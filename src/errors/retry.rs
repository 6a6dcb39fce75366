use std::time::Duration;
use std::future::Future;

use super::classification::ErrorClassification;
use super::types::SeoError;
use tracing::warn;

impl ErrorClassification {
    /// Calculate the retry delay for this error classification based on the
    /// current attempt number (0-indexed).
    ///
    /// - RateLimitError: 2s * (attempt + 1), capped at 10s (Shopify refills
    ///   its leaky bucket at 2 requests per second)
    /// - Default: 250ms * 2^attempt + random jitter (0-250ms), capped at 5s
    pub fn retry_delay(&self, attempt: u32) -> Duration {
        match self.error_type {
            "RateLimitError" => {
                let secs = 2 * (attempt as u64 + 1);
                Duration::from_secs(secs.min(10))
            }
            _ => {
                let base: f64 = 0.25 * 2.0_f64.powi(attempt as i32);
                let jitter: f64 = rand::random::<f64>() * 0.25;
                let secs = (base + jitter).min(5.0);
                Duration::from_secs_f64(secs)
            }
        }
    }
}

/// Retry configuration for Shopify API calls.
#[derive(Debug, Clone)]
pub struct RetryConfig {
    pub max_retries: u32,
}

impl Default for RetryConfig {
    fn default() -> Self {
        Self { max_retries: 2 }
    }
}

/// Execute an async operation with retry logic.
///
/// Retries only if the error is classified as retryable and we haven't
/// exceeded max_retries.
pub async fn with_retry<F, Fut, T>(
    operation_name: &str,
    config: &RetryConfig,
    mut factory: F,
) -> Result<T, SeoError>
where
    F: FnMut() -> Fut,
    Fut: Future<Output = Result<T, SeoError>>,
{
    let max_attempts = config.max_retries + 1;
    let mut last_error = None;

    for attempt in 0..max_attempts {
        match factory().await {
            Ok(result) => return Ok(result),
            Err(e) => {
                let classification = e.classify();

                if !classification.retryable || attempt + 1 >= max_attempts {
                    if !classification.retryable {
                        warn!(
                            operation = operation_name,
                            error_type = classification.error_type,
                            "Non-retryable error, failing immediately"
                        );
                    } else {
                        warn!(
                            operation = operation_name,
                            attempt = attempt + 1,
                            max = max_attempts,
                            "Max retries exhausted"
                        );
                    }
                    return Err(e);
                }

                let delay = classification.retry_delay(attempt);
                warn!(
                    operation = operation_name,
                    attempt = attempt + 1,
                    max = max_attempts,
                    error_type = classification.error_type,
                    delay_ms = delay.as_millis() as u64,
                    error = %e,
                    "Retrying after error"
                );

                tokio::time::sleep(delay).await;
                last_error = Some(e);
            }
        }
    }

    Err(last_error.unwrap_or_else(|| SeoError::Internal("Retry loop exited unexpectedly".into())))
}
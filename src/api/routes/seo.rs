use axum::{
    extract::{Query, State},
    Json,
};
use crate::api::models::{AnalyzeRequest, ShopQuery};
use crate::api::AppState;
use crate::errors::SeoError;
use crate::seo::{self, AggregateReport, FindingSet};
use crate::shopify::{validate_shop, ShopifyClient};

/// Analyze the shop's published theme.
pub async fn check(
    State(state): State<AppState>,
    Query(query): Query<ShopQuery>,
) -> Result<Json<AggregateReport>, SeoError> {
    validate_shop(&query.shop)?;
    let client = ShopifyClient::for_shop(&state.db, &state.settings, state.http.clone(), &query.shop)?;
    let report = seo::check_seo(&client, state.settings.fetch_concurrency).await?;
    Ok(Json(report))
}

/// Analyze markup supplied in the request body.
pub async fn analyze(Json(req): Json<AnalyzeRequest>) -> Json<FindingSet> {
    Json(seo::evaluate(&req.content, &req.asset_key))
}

...

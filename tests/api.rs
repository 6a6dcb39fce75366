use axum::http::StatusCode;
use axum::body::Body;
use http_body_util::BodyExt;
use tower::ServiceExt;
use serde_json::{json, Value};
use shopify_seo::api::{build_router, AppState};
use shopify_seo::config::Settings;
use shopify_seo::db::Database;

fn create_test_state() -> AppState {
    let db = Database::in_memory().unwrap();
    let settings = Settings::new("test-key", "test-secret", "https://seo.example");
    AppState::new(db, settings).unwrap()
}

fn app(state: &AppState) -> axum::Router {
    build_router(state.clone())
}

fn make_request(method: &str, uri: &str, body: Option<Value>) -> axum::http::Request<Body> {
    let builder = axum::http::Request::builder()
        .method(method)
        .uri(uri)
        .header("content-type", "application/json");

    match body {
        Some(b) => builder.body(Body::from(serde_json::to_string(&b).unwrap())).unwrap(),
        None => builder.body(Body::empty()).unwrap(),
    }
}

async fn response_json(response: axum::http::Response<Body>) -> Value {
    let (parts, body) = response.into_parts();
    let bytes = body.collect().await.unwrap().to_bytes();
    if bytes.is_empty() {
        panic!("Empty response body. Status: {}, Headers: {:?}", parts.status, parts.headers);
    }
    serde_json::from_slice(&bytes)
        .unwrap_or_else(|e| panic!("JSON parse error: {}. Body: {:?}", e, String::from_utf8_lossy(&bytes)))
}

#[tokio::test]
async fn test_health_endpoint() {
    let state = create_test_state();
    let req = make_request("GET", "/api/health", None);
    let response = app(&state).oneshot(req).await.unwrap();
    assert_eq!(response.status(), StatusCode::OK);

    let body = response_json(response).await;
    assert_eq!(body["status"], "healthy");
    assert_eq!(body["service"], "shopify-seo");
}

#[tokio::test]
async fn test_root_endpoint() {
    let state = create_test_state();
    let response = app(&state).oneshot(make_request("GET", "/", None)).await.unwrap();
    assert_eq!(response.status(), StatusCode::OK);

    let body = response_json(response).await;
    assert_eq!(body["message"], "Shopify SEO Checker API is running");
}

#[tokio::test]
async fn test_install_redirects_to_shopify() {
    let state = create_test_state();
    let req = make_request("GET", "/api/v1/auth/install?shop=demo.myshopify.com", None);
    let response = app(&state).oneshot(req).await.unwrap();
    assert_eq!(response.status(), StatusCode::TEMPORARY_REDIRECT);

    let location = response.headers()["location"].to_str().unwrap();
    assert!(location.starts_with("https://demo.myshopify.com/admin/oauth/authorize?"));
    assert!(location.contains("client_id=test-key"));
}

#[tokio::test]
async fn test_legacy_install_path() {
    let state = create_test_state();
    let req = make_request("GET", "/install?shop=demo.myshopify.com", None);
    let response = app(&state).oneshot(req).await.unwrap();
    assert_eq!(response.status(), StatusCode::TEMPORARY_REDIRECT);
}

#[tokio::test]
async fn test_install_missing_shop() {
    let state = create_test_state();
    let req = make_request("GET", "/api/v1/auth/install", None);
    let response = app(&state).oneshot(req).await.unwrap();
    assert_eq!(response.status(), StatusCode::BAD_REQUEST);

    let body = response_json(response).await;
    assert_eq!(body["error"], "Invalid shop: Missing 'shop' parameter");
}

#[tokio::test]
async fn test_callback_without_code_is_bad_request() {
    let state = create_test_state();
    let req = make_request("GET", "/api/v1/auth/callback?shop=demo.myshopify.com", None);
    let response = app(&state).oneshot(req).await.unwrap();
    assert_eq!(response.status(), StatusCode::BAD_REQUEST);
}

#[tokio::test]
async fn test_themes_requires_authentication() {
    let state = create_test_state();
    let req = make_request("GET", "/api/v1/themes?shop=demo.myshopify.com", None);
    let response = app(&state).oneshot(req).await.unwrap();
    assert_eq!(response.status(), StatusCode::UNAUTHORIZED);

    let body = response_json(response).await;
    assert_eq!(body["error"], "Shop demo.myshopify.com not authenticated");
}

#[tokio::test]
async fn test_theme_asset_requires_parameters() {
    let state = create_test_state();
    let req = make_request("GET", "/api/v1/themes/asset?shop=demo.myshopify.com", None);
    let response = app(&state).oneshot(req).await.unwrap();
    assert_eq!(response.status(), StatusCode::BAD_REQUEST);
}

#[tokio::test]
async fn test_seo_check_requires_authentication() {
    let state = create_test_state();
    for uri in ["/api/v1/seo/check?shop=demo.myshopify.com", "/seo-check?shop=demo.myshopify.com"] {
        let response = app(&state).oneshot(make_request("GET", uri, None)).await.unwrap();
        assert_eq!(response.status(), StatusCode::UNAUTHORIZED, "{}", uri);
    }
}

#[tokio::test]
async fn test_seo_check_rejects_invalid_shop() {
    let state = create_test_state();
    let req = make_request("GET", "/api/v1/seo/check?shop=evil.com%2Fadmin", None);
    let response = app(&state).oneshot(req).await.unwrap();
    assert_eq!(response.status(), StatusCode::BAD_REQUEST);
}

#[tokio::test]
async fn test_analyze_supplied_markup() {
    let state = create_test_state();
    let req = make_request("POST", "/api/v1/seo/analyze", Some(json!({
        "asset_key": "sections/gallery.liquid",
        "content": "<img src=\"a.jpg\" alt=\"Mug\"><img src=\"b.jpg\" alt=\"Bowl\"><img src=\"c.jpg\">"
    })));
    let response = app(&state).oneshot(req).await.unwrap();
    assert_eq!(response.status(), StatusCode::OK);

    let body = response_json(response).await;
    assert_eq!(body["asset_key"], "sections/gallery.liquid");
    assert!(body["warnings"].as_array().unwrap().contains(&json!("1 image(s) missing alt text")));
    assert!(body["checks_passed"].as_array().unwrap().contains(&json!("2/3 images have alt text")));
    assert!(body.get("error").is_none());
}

▶ [PROBLEM TO SOLVE] Once you find the line with "filename src/errors/retry.rs" above, print it and every line after it up to and including the line with "let secs = 2", exactly as written and nothing else.

▶ [FINISHED TASK]
filename src/errors/retry.rs
repository 6a6dcb39fce75366
use std::time::Duration;
use std::future::Future;

use super::classification::ErrorClassification;
use super::types::SeoError;
use tracing::warn;

impl ErrorClassification {
    /// Calculate the retry delay for this error classification based on the
    /// current attempt number (0-indexed).
    ///
    /// - RateLimitError: 2s * (attempt + 1), capped at 10s (Shopify refills
    ///   its leaky bucket at 2 requests per second)
    /// - Default: 250ms * 2^attempt + random jitter (0-250ms), capped at 5s
    pub fn retry_delay(&self, attempt: u32) -> Duration {
        match self.error_type {
            "RateLimitError" => {
                let secs = 2 * (attempt as u64 + 1);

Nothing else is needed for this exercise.